Month End : Losing Patience With Abe and Hello Kitty
“Japan’s debt burden is extraordinary. Total debt to GDP tops 500%. Government expenditure is 20x government revenues. Interest on government debt is 25% of government revenue.” http://www.forbes.com/sites/jamesgruber/2014/04/27/japan-deflation-to-end/
It is not that bad because it means that interest on government debt is just an 80th of government expenditure, considering that the Japanese stimulus package, when put into perspective vs size of their economy, is about 3 times the US QE programme.
Yet it started with such fierce hype back last year when Abenomics was launched because humans are creatures of optimism and … greed, of course. When we all knew it was not to work realistically because there is no way we can reverse an aging population, but we continue to grasp for the rose as we pushed the Nikkei to a 6 year high in January. https://tradehaven.net/market/fx/radiation-risks-in-japan-for-2014/
“But he who dares not grasp the thorn
Should never crave the rose.” Anne Bronte
The optimism in the US economy has paid off, like the punts on Greece, Cyprus, Spain and gang.
BOJ is holding a record amount of JGBs, a fifth of the total on last count. Markets played along the very last day of 2013 and then the Nikkei and USDJPY took a tumble together.
And where are JGB yields now ? 1.036% for 10Y, just 0.08% off their record low back in April last year.

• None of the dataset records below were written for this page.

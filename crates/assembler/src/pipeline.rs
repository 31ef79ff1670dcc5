//! The reading pipeline: validate → analyze → retrieve → build → assemble.
//!
//! Strictly sequential and synchronous. The pipeline holds no mutable
//! state of its own; the only shared value is the corpus handle, read
//! through a snapshot so a concurrent swap never shows a partial corpus.

use arcana_core::{Error, KnowledgePassage, ReadingRequest, ReasoningResult, Style, TokenBudget};
use arcana_knowledge::{CorpusHandle, Retriever, topic_keys};
use serde::Serialize;
use std::sync::Arc;
use tracing::{debug, info, info_span, warn};
use uuid::Uuid;

use crate::assembler::{AssembledPrompt, assemble};
use crate::sections::{SectionInput, build_sections};
use crate::validate::validate_request;

/// Passage selection limits.
#[derive(Debug, Clone, Copy, PartialEq)]
pub struct RetrievalLimits {
    pub max_passages: usize,
    pub min_relevance: f64,
}

impl Default for RetrievalLimits {
    fn default() -> Self {
        Self {
            max_passages: 6,
            min_relevance: 0.1,
        }
    }
}

/// Output of one pipeline run.
#[derive(Debug, Clone, PartialEq, Serialize)]
pub struct Reading {
    pub prompt: AssembledPrompt,
    pub reasoning: ReasoningResult,
    pub topic_keys: Vec<String>,
    pub passages: Vec<KnowledgePassage>,
}

/// Runs readings end to end. `Send + Sync`; share it behind an `Arc`.
#[derive(Debug)]
pub struct ReadingPipeline {
    corpus: Arc<CorpusHandle>,
    retriever: Retriever,
    limits: RetrievalLimits,
}

impl ReadingPipeline {
    pub fn new(corpus: Arc<CorpusHandle>, retriever: Retriever, limits: RetrievalLimits) -> Self {
        Self {
            corpus,
            retriever,
            limits,
        }
    }

    /// Built-in corpus, keyword-dominant scoring, default limits.
    pub fn with_defaults() -> Self {
        Self::new(
            Arc::new(CorpusHandle::default()),
            Retriever::default(),
            RetrievalLimits::default(),
        )
    }

    pub fn corpus(&self) -> &Arc<CorpusHandle> {
        &self.corpus
    }

    pub fn limits(&self) -> RetrievalLimits {
        self.limits
    }

    /// Run one reading under a fresh request id.
    pub fn run(
        &self,
        request: &ReadingRequest,
        budget: TokenBudget,
        style: Style,
    ) -> Result<Reading, Error> {
        self.run_with_id(request, budget, style, Uuid::new_v4())
    }

    /// Run one reading. `request_id` only tags log lines.
    pub fn run_with_id(
        &self,
        request: &ReadingRequest,
        budget: TokenBudget,
        style: Style,
        request_id: Uuid,
    ) -> Result<Reading, Error> {
        let span = info_span!("reading", request_id = %request_id, spread = %request.spread_key);
        let _enter = span.enter();

        let spread = validate_request(request).inspect_err(|e| {
            warn!(error = %e, index = ?e.index(), "Reading request rejected");
        })?;

        let reasoning =
            arcana_reasoning::analyze(&spread.cards, &request.question, spread.layout.key);

        let keys = topic_keys(&spread.cards, &reasoning, Some(spread.layout));
        let corpus = self.corpus.snapshot();
        let passages = self.retriever.retrieve(
            &corpus,
            &keys,
            &request.question,
            self.limits.max_passages,
            self.limits.min_relevance,
        );
        debug!(keys = keys.len(), passages = passages.len(), "Enrichment selected");

        let input = SectionInput {
            layout: spread.layout,
            cards: &spread.cards,
            question: &request.question,
            reflections: &request.reflections,
            reasoning: &reasoning,
            passages: &passages,
        };
        let sections = build_sections(&input, style);
        let prompt = assemble(&sections, budget, style)?;

        info!(
            system_tokens = prompt.report.system.tokens,
            user_tokens = prompt.report.user.tokens,
            pattern = reasoning.narrative_pattern.as_str(),
            "Reading assembled"
        );

        Ok(Reading {
            prompt,
            reasoning,
            topic_keys: keys,
            passages,
        })
    }
}

impl Default for ReadingPipeline {
    fn default() -> Self {
        Self::with_defaults()
    }
}

#[cfg(test)]
mod tests {
    use super::*;
    use arcana_core::{ArcDirection, DrawnCard, InputError};
    use crate::token::estimate;

    fn request() -> ReadingRequest {
        ReadingRequest {
            spread_key: "three-card".into(),
            cards: Some(vec![
                DrawnCard::new("Three of Swords", "Past", true),
                DrawnCard::new("The Hermit", "Present", false),
                DrawnCard::new("The Sun", "Future", false),
            ]),
            ..ReadingRequest::default()
        }
    }

    #[test]
    fn full_reading_fits_budget() {
        let pipeline = ReadingPipeline::default();
        let budget = TokenBudget::default();
        let reading = pipeline.run(&request(), budget, Style::Verbose).unwrap();

        assert!(estimate(&reading.prompt.system_text) <= budget.system);
        assert!(estimate(&reading.prompt.user_text) <= budget.user);
        assert!(reading.prompt.system_text.contains("Safety"));
        assert!(reading.prompt.user_text.contains("Past: Three of Swords (reversed)"));
        assert_eq!(reading.reasoning.emotional_arc.direction, ArcDirection::Ascending);
        assert!(!reading.passages.is_empty());
        assert!(reading.prompt.user_text.contains("Reference notes"));
    }

    #[test]
    fn input_errors_abort_early() {
        let pipeline = ReadingPipeline::default();
        let mut req = request();
        req.cards = None;
        let err = pipeline.run(&req, TokenBudget::default(), Style::Verbose).unwrap_err();
        assert!(matches!(err, Error::Input(InputError::MissingCards)));
    }

    #[test]
    fn tiny_budget_is_budget_error() {
        let pipeline = ReadingPipeline::default();
        let err = pipeline
            .run(&request(), TokenBudget::new(20, 20), Style::Verbose)
            .unwrap_err();
        assert!(matches!(err, Error::Budget(_)));
    }

    #[test]
    fn request_id_does_not_change_output() {
        let pipeline = ReadingPipeline::default();
        let a = pipeline
            .run_with_id(&request(), TokenBudget::default(), Style::Compact, Uuid::new_v4())
            .unwrap();
        let b = pipeline
            .run_with_id(&request(), TokenBudget::default(), Style::Compact, Uuid::new_v4())
            .unwrap();
        assert_eq!(a, b);
    }

    #[test]
    fn pipeline_is_send_and_sync() {
        fn assert_send_sync<T: Send + Sync>() {}
        assert_send_sync::<ReadingPipeline>();
    }
}
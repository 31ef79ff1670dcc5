//! Tension identification between pairs of positions.
//!
//! Every unordered pair is scored from three weighted components: valence
//! distance, elemental opposition, and an action/reflection mismatch.
//! Pairs scoring above [`TENSION_THRESHOLD`] are kept, and so is every
//! pair the spread layout itself declares as a key tension.

use arcana_core::{CardInPosition, SpreadLayout, Tension, TensionKind};

use crate::classify::{Mode, mode};

pub const TENSION_THRESHOLD: f64 = 0.45;

const VALENCE_WEIGHT: f64 = 0.6;
const ELEMENT_WEIGHT: f64 = 0.25;
const MODE_WEIGHT: f64 = 0.15;

/// Weighted components of a pair's tension.
#[derive(Debug, Clone, Copy, PartialEq)]
pub struct TensionScore {
    pub valence: f64,
    pub elemental: f64,
    pub mode: f64,
}

impl TensionScore {
    pub fn total(&self) -> f64 {
        self.valence + self.elemental + self.mode
    }

    /// The dominant component; valence wins ties, then element.
    pub fn kind(&self) -> TensionKind {
        if self.valence >= self.elemental && self.valence >= self.mode {
            TensionKind::EmotionalContrast
        } else if self.elemental >= self.mode {
            TensionKind::ElementalOpposition
        } else {
            TensionKind::ActionReflection
        }
    }
}

pub fn score_pair(a: &CardInPosition, va: f64, b: &CardInPosition, vb: f64) -> TensionScore {
    let valence = VALENCE_WEIGHT * ((va - vb).abs() / 2.0);
    let elemental = if a.element().opposes(b.element()) {
        ELEMENT_WEIGHT
    } else {
        0.0
    };
    let mode = match (mode(a), mode(b)) {
        (Some(Mode::Action), Some(Mode::Reflection))
        | (Some(Mode::Reflection), Some(Mode::Action)) => MODE_WEIGHT,
        _ => 0.0,
    };
    TensionScore {
        valence,
        elemental,
        mode,
    }
}

/// Find tensions across the spread.
///
/// `valences` is parallel to `cards`. Layout key tensions come first, then
/// scored pairs in sequence order. A pair is never reported twice.
pub fn find_tensions(
    cards: &[CardInPosition],
    valences: &[f64],
    layout: Option<&SpreadLayout>,
) -> Vec<Tension> {
    let mut tensions: Vec<Tension> = Vec::new();
    let index_of = |position: &str| cards.iter().position(|c| c.position() == position);

    if let Some(layout) = layout {
        for &(pa, pb) in layout.key_tensions {
            let (Some(i), Some(j)) = (index_of(pa), index_of(pb)) else {
                continue;
            };
            let score = score_pair(&cards[i], valences[i], &cards[j], valences[j]);
            let mut tension = describe(&cards[i], &cards[j], score.kind());
            tension
                .description
                .push_str(" The spread sets these positions against each other.");
            tensions.push(tension);
        }
    }

    for i in 0..cards.len() {
        for j in (i + 1)..cards.len() {
            let (a, b) = (&cards[i], &cards[j]);
            if tensions
                .iter()
                .any(|t| t.involves(a.position()) && t.involves(b.position()))
            {
                continue;
            }
            let score = score_pair(a, valences[i], b, valences[j]);
            if score.total() > TENSION_THRESHOLD {
                tracing::trace!(
                    a = a.position(),
                    b = b.position(),
                    score = score.total(),
                    "tension retained"
                );
                tensions.push(describe(a, b, score.kind()));
            }
        }
    }

    tensions
}

fn describe(a: &CardInPosition, b: &CardInPosition, kind: TensionKind) -> Tension {
    let (pa, pb) = (a.position(), b.position());
    let (la, lb) = (a.label(), b.label());
    let description = match kind {
        TensionKind::EmotionalContrast => format!(
            "{pa} ({la}) and {pb} ({lb}) pull in opposite emotional directions."
        ),
        TensionKind::ElementalOpposition => format!(
            "{pa} ({la}) and {pb} ({lb}) carry opposing elements that must be reconciled."
        ),
        TensionKind::ActionReflection => format!(
            "{pa} ({la}) and {pb} ({lb}) set the urge to act against the need to reflect."
        ),
    };
    Tension {
        position_a: pa.to_string(),
        position_b: pb.to_string(),
        kind,
        description,
    }
}
/// Token bucket rate limiter shared by concurrent provider calls
use std::time::{Duration, Instant};
use tokio::sync::Mutex;

struct Bucket {
    tokens: f64,
    last_refill: Instant,
}

pub struct RateLimiter {
    capacity: f64,
    refill_per_sec: f64,
    bucket: Mutex<Bucket>,
}

impl RateLimiter {
    pub fn new(requests_per_second: u32) -> Self {
        let capacity = requests_per_second.max(1) as f64;
        RateLimiter {
            capacity,
            refill_per_sec: capacity,
            bucket: Mutex::new(Bucket {
                tokens: capacity,
                last_refill: Instant::now(),
            }),
        }
    }

    /// Try to acquire a token, returns true if successful
    pub async fn try_acquire(&self) -> bool {
        self.wait_time().await.is_none()
    }

    /// Wait until a token is available, then acquire it
    pub async fn acquire(&self) {
        while let Some(wait) = self.wait_time().await {
            tokio::time::sleep(wait).await;
        }
    }

    /// Take a token if one is available, otherwise report how long until one is
    async fn wait_time(&self) -> Option<Duration> {
        let mut bucket = self.bucket.lock().await;

        let now = Instant::now();
        let elapsed = now.duration_since(bucket.last_refill).as_secs_f64();
        bucket.tokens = (bucket.tokens + elapsed * self.refill_per_sec).min(self.capacity);
        bucket.last_refill = now;

        if bucket.tokens >= 1.0 {
            bucket.tokens -= 1.0;
            None
        } else {
            let missing = 1.0 - bucket.tokens;
            Some(Duration::from_secs_f64(missing / self.refill_per_sec))
        }
    }
}

#[cfg(test)]
mod tests {
    use super::*;

    #[tokio::test]
    async fn test_rate_limiter() {
        let limiter = RateLimiter::new(2); // 2 requests per second

        // Should get 2 tokens immediately
        assert!(limiter.try_acquire().await);
        assert!(limiter.try_acquire().await);

        // Third should fail
        assert!(!limiter.try_acquire().await);

        // acquire() waits for the refill instead of failing
        let started = Instant::now();
        limiter.acquire().await;
        assert!(started.elapsed() >= Duration::from_millis(300));
    }
}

QE did take a while to work but chasing inflation was not the Fed’s goal and the market is not letting Abe get away with it. Not as Japan keeps posting record trade deficits. http://www.ft.com/intl/cms/s/0/dfc69fd8-c90a-11e3-8976-00144feabdc0.html#axzz30AyCtxDn
Abe completed an overhaul of their GPIF (Government Pension Investment Fund) last week, appointing new committee members who are expected to take an aggressive investment stance to boost their economy. http://japandailypress.com/japan-overhauls-pension-fund-abe-looking-for-more-aggressive-investments-2247622/
This is after 2 IPO flops in 1 month, with government sponsored Japan Display falling 25% off its IPO price. http://www.businessweek.com/news/2014-04-27/japan-display-falls-to-lowest-since-ipo-after-forecast-miss-1
I can smell the desperation from here, pretty much similar to the Hello Kitty Craze about to grip Singapore this week as the WSJ reports, Singapore braces for a Hello Kitty riot at McDonald’s. http://online.wsj.com/news/articles/SB10001424052702303834304579523793654859518?mod=e2tw
“similar deal was unveiled in 2000….At the time, tens of thousands of people swarmed restaurant outlets to get their hands on the mouthless mascot kitten …Schoolchildren skipped class and parents ditched work to get in line. Profiteers scooped up supplies and promptly resold them for a quick buck.
Fist fights broke out while frustrated patrons threatened store managers, damaged restaurant property and compelled the fast-food outlets to hire private security firms to police crowds. At one outlet, at least seven people were injured after a glass door they were leaning on shattered.”
There is even an academic study of it. http://www.cuhk.edu.hk/jas/staff/benng/publications/Hello%20Kitty%20%28Asian%20Profile%29.pdf
I can’t see Abe grabbing Hello Kittys’ but I can see a last stand building up even if there is only so much they can do.
Let’s give him some credit, I say.
1. Tonight we start a 2 day FOMC meeting with verdict known on 1 May.
2. Let’s look at the seasonality chart of the Nikkei.
Note that it has been in the red for every single May in the past 4 years.
Another way to look at would be that the Nikkei has not sustained more than 4 consecutive monthly declines, as opposed to the 9 consecutive monthly gains we saw between Aug 12 – Apr 13.
The Nikkei weekly chart showing a doji as with the daily chart.
I say we wait for the FOMC, then go for USDJPY at 103.50 and Nikkei at 15,000 and forget the Hello Kitty.